Casgevy requires patients to get a conditioning treatment called busulfan to clear out their bone marrow and make room for the edited cells — but that treatment also comes with a high risk of infertility. Vertex is able to provide fertility preservation support to patients covered by commercial insurers, but not the government.

Stuart Arbuckle

“It’s impossible to speculate exactly the timing of when that suit will be heard and resolved,” Vertex COO Stuart Arbuckle said during the company’s earnings call Thursday afternoon. “In the short term, I don’t see it as being rate limiting to a successful launch of Casgevy.”

Bluebird bio also received FDA approval for its sickle cell gene therapy simultaneously and announced in May that it had its first patient start.

Pipeline cut and data readouts

Vertex announced that it discontinued work on two experimental drugs for alpha-1 antitrypsin deficiency following healthy volunteer studies. The company said that based on biomarker analyses from the Phase 1 studies, it was decided they “would not deliver transformative efficacy.”

Also known as AATD, the disease is a genetic condition that results in the lack of a certain protein and manifests in the liver and lungs. Vertex had previously abandoned two separate Phase 2 AATD programs due to safety findings in 2020 and then in 2023. It said it would “continue to optimize the small molecule corrector and other approaches in the preclinical research phase.”

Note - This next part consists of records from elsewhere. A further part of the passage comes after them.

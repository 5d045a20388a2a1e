use crate::summary::table_columns;
use crate::trending::{ChangeDirection, ChangeIndicator, FormattedRow, Period, SortMetric};
use crate::write_output_file;
use anyhow::Result;
use chrono::{DateTime, Local};
use std::path::Path;

pub struct HtmlReportPaths<'a> {
    pub(crate) csv: Option<&'a Path>,
}

pub struct HtmlReportContext<'a> {
    pub(crate) period: Period,
    pub(crate) sort_by: SortMetric,
    pub(crate) run_started_at: &'a DateTime<Local>,
    pub(crate) rows: &'a [FormattedRow],
    pub(crate) full_output: bool,
    pub(crate) paths: HtmlReportPaths<'a>,
    pub(crate) output_path: &'a Path,
}

const COMPACT_ROW_LIMIT: usize = 10;

pub async fn save_html_report(output_path: &Path, context: &HtmlReportContext<'_>) -> Result<()> {
    let html = render_html_report(context);
    write_output_file(output_path, html.as_bytes()).await
}

fn render_html_report(context: &HtmlReportContext<'_>) -> String {
    let generated_at = context
        .run_started_at
        .format("%Y-%m-%d %H:%M:%S %Z")
        .to_string();
    let total = context.rows.len();
    let top_n = total.min(COMPACT_ROW_LIMIT);
    let shown = if context.full_output { total } else { top_n };
    let showing = if context.full_output {
        format!("Showing all {total} collections")
    } else {
        format!("Showing top {top_n} of {total} collections")
    };
    let title = format!(
        "SuiRank Report - {}",
        context.run_started_at.format("%Y-%m-%d")
    );

    let mut html = String::new();
    html.push_str("<!doctype html>\n<html lang=\"en\">\n<head>\n");
    html.push_str("<meta charset=\"utf-8\">\n");
    html.push_str("<meta name=\"viewport\" content=\"width=device-width, initial-scale=1\">\n");
    html.push_str(&format!("<title>{}</title>\n", escape_html(&title)));
    html.push_str("<meta name=\"color-scheme\" content=\"light\">\n");
    html.push_str("<style>\n");
    html.push_str(REPORT_STYLE);
    html.push_str("\n</style>\n</head>\n<body>\n");
    html.push_str("<div class=\"page\">\n");
    html.push_str("<header class=\"hero\">\n");
    html.push_str(&format!(
        "<div class=\"pill\">SuiRank v{}</div>\n",
        env!("CARGO_PKG_VERSION")
    ));
    html.push_str("<h1>Trending Collections</h1>\n");
    html.push_str(&format!(
        "<p class=\"subtitle\">Sui NFT collections ranked by {} over the last {} window.</p>\n",
        escape_html(context.sort_by.order_by_field()),
        context.period.label()
    ));
    html.push_str("<div class=\"meta\">\n");
    html.push_str(&format!(
        "<div><span class=\"label\">Generated</span><span class=\"value mono\">{}</span></div>\n",
        escape_html(&generated_at)
    ));
    html.push_str(&format!(
        "<div><span class=\"label\">Coverage</span><span class=\"value mono\">{}</span></div>\n",
        escape_html(&showing)
    ));
    html.push_str("</div>\n");
    html.push_str("</header>\n");

    html.push_str("<section class=\"cards\">\n");
    html.push_str(&format!(
        "<div class=\"card\"><div class=\"card-label\">Collections</div><div class=\"card-value\">{total}</div></div>\n"
    ));
    html.push_str(&format!(
        "<div class=\"card\"><div class=\"card-label\">Window</div><div class=\"card-value\">{}</div></div>\n",
        context.period.label()
    ));
    html.push_str(&format!(
        "<div class=\"card\"><div class=\"card-label\">Verified</div><div class=\"card-value\">{}</div></div>\n",
        context.rows.iter().filter(|row| row.verified).count()
    ));
    html.push_str("</section>\n");

    html.push_str("<section class=\"table-section\">\n");
    html.push_str("<h2>Leaderboard</h2>\n");
    if !context.full_output {
        html.push_str(
            "<div class=\"hint\">Run with --full-output to include the full table.</div>\n",
        );
    }
    html.push_str("<div class=\"table-wrap\">\n<table>\n");
    html.push_str(&render_table_header(context.period));
    html.push_str("<tbody>\n");
    html.push_str(&render_table_rows(&context.rows[..shown]));
    html.push_str("</tbody>\n</table>\n</div>\n</section>\n");

    html.push_str(&render_downloads(context));

    html.push_str("<footer class=\"footer\">\n");
    html.push_str("<div>Source: Sui collection indexer (GraphQL).</div>\n");
    html.push_str("</footer>\n");
    html.push_str("</div>\n</body>\n</html>\n");
    html
}

fn render_table_header(period: Period) -> String {
    let mut header = String::new();
    header.push_str("<thead><tr>");
    header.push_str("<th>Cover</th>");
    for column in table_columns(period) {
        header.push_str(&format!("<th>{}</th>", escape_html(&column.label)));
    }
    header.push_str("</tr></thead>\n");
    header
}

fn render_table_rows(rows: &[FormattedRow]) -> String {
    let mut body = String::new();
    for row in rows {
        body.push_str("<tr>");
        if row.cover_url.is_empty() {
            body.push_str("<td class=\"cover\"><span class=\"cover-missing\"></span></td>");
        } else {
            body.push_str(&format!(
                "<td class=\"cover\"><img src=\"{}\" alt=\"{}\" loading=\"lazy\"></td>",
                escape_html(&row.cover_url),
                escape_html(&row.title)
            ));
        }
        body.push_str(&format!("<td class=\"num\">{}</td>", row.position));
        let badge = if row.verified {
            " <span class=\"badge\" title=\"Verified\">✓</span>"
        } else {
            ""
        };
        body.push_str(&format!(
            "<td class=\"name\">{}{badge}</td>",
            escape_html(&row.title)
        ));
        body.push_str(&format!(
            "<td class=\"num\">{}</td>",
            cell_or_dash(&row.trades)
        ));
        body.push_str(&render_change_cell(row.trades_change.as_ref()));
        body.push_str(&format!(
            "<td class=\"num\">{}</td>",
            cell_or_dash(&row.usd_volume)
        ));
        body.push_str(&render_change_cell(row.usd_volume_change.as_ref()));
        body.push_str(&format!(
            "<td class=\"num\">{}</td>",
            cell_or_dash(&row.volume)
        ));
        body.push_str(&render_change_cell(row.volume_change.as_ref()));
        body.push_str(&format!(
            "<td class=\"num\">{}</td>",
            cell_or_dash(&row.floor)
        ));
        body.push_str("</tr>\n");
    }
    body
}

fn render_change_cell(indicator: Option<&ChangeIndicator>) -> String {
    indicator.map_or_else(
        || "<td><span class=\"trend neutral\">-</span></td>".to_string(),
        |change| {
            let class = match change.direction {
                ChangeDirection::Increase => "up",
                ChangeDirection::Decrease => "down",
            };
            format!(
                "<td><span class=\"trend {class}\">{}</span></td>",
                escape_html(&change.signed_text())
            )
        },
    )
}

fn cell_or_dash(value: &str) -> String {
    if value.is_empty() {
        "-".to_string()
    } else {
        escape_html(value)
    }
}

fn render_downloads(context: &HtmlReportContext<'_>) -> String {
    let mut section = String::new();
    section.push_str("<section class=\"downloads\">\n");
    section.push_str("<h3>Downloads</h3>\n");
    let Some(path) = context.paths.csv else {
        section
            .push_str("<p class=\"muted\">No CSV file was saved. Use --save-csv.</p>\n</section>\n");
        return section;
    };

    let full_display = path.to_string_lossy();
    let display_name = path
        .file_name()
        .and_then(|name| name.to_str())
        .unwrap_or(full_display.as_ref());
    section.push_str("<div class=\"download-list\">\n<div class=\"download-item\">\n");
    section.push_str("<div class=\"download-label\">Trending CSV</div>\n");
    if let Some(rel) = relative_link(context.output_path, path) {
        section.push_str(&format!(
            "<a class=\"download-link\" href=\"{}\" title=\"{}\">{}</a>\n",
            escape_html(&rel),
            escape_html(full_display.as_ref()),
            escape_html(display_name)
        ));
    } else {
        section.push_str(&format!(
            "<span class=\"download-path\" title=\"{}\">{}</span>\n",
            escape_html(full_display.as_ref()),
            escape_html(display_name)
        ));
    }
    section.push_str("</div>\n</div>\n</section>\n");
    section
}

fn relative_link(html_path: &Path, target: &Path) -> Option<String> {
    let html_dir = html_path.parent()?;
    let target_dir = target.parent()?;
    if html_dir == target_dir {
        target
            .file_name()
            .and_then(|name| name.to_str())
            .map(std::string::ToString::to_string)
    } else {
        None
    }
}

fn escape_html(input: &str) -> String {
    let mut out = String::with_capacity(input.len());
    for ch in input.chars() {
        match ch {
            '&' => out.push_str("&amp;"),
            '<' => out.push_str("&lt;"),
            '>' => out.push_str("&gt;"),
            '"' => out.push_str("&quot;"),
            '\'' => out.push_str("&#39;"),
            _ => out.push(ch),
        }
    }
    out
}

const REPORT_STYLE: &str = r"
:root { --bg: #f7f7fb; --ink: #16181d; --muted: #6b7280; --accent: #4f46e5; --up: #047857; --down: #b91c1c; }
* { box-sizing: border-box; }
body { margin: 0; background: var(--bg); color: var(--ink); font: 15px/1.5 system-ui, sans-serif; }
.page { max-width: 1080px; margin: 0 auto; padding: 32px 20px 48px; }
.hero { margin-bottom: 24px; }
.pill { display: inline-block; padding: 2px 10px; border-radius: 999px; background: var(--accent); color: #fff; font-size: 12px; }
h1 { margin: 12px 0 4px; font-size: 30px; }
.subtitle { margin: 0 0 12px; color: var(--muted); }
.meta { display: flex; gap: 24px; flex-wrap: wrap; }
.meta .label { display: block; font-size: 11px; text-transform: uppercase; color: var(--muted); }
.mono { font-family: ui-monospace, monospace; }
.cards { display: grid; grid-template-columns: repeat(auto-fit, minmax(160px, 1fr)); gap: 12px; margin-bottom: 24px; }
.card { background: #fff; border: 1px solid #e5e7eb; border-radius: 10px; padding: 14px 16px; }
.card-label { font-size: 12px; color: var(--muted); }
.card-value { font-size: 24px; font-weight: 600; }
.hint { color: var(--muted); font-size: 13px; margin-bottom: 8px; }
.table-wrap { overflow-x: auto; background: #fff; border: 1px solid #e5e7eb; border-radius: 10px; }
table { border-collapse: collapse; width: 100%; }
th, td { padding: 10px 12px; text-align: left; border-bottom: 1px solid #eef0f3; white-space: nowrap; }
th { font-size: 12px; text-transform: uppercase; color: var(--muted); }
td.num { text-align: right; font-variant-numeric: tabular-nums; }
td.cover img { width: 36px; height: 36px; border-radius: 50%; object-fit: cover; display: block; }
.cover-missing { display: block; width: 36px; height: 36px; border-radius: 50%; background: #e5e7eb; }
.badge { color: var(--accent); font-weight: 600; }
.trend.up { color: var(--up); }
.trend.down { color: var(--down); }
.trend.neutral { color: var(--muted); }
.downloads { margin-top: 24px; }
.download-item { display: flex; gap: 12px; align-items: baseline; }
.download-label { color: var(--muted); font-size: 13px; }
.muted { color: var(--muted); }
.footer { margin-top: 32px; color: var(--muted); font-size: 13px; }
";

Vertex also said it expects to have a key Phase 2 readout of its non-opioid pain drug suzetrigine in a chronic pain condition called lumbosacral radiculopathy by year’s end. Vertex recently announced that the FDA is expected to decide on whether to approve suzetrigine in acute pain by Jan. 30. An approval would make the drug the first novel, non-opioid pain treatment to reach the market in over two decades, Vertex has said.

Reshma Kewalramani

In May, the company completed its $4.9 billion acquisition of Alpine Immune Sciences, and it plans to start a roughly 480-person Phase 3 study of the company’s lead asset povetacicept in IgA nephropathy later this month.

Vertex CEO Reshma Kewalramani said on the call that one of the reasons the company wanted povetacicept was that it “also holds the potential to have a transformative effect in a whole host of other B cell-mediated kidney diseases.”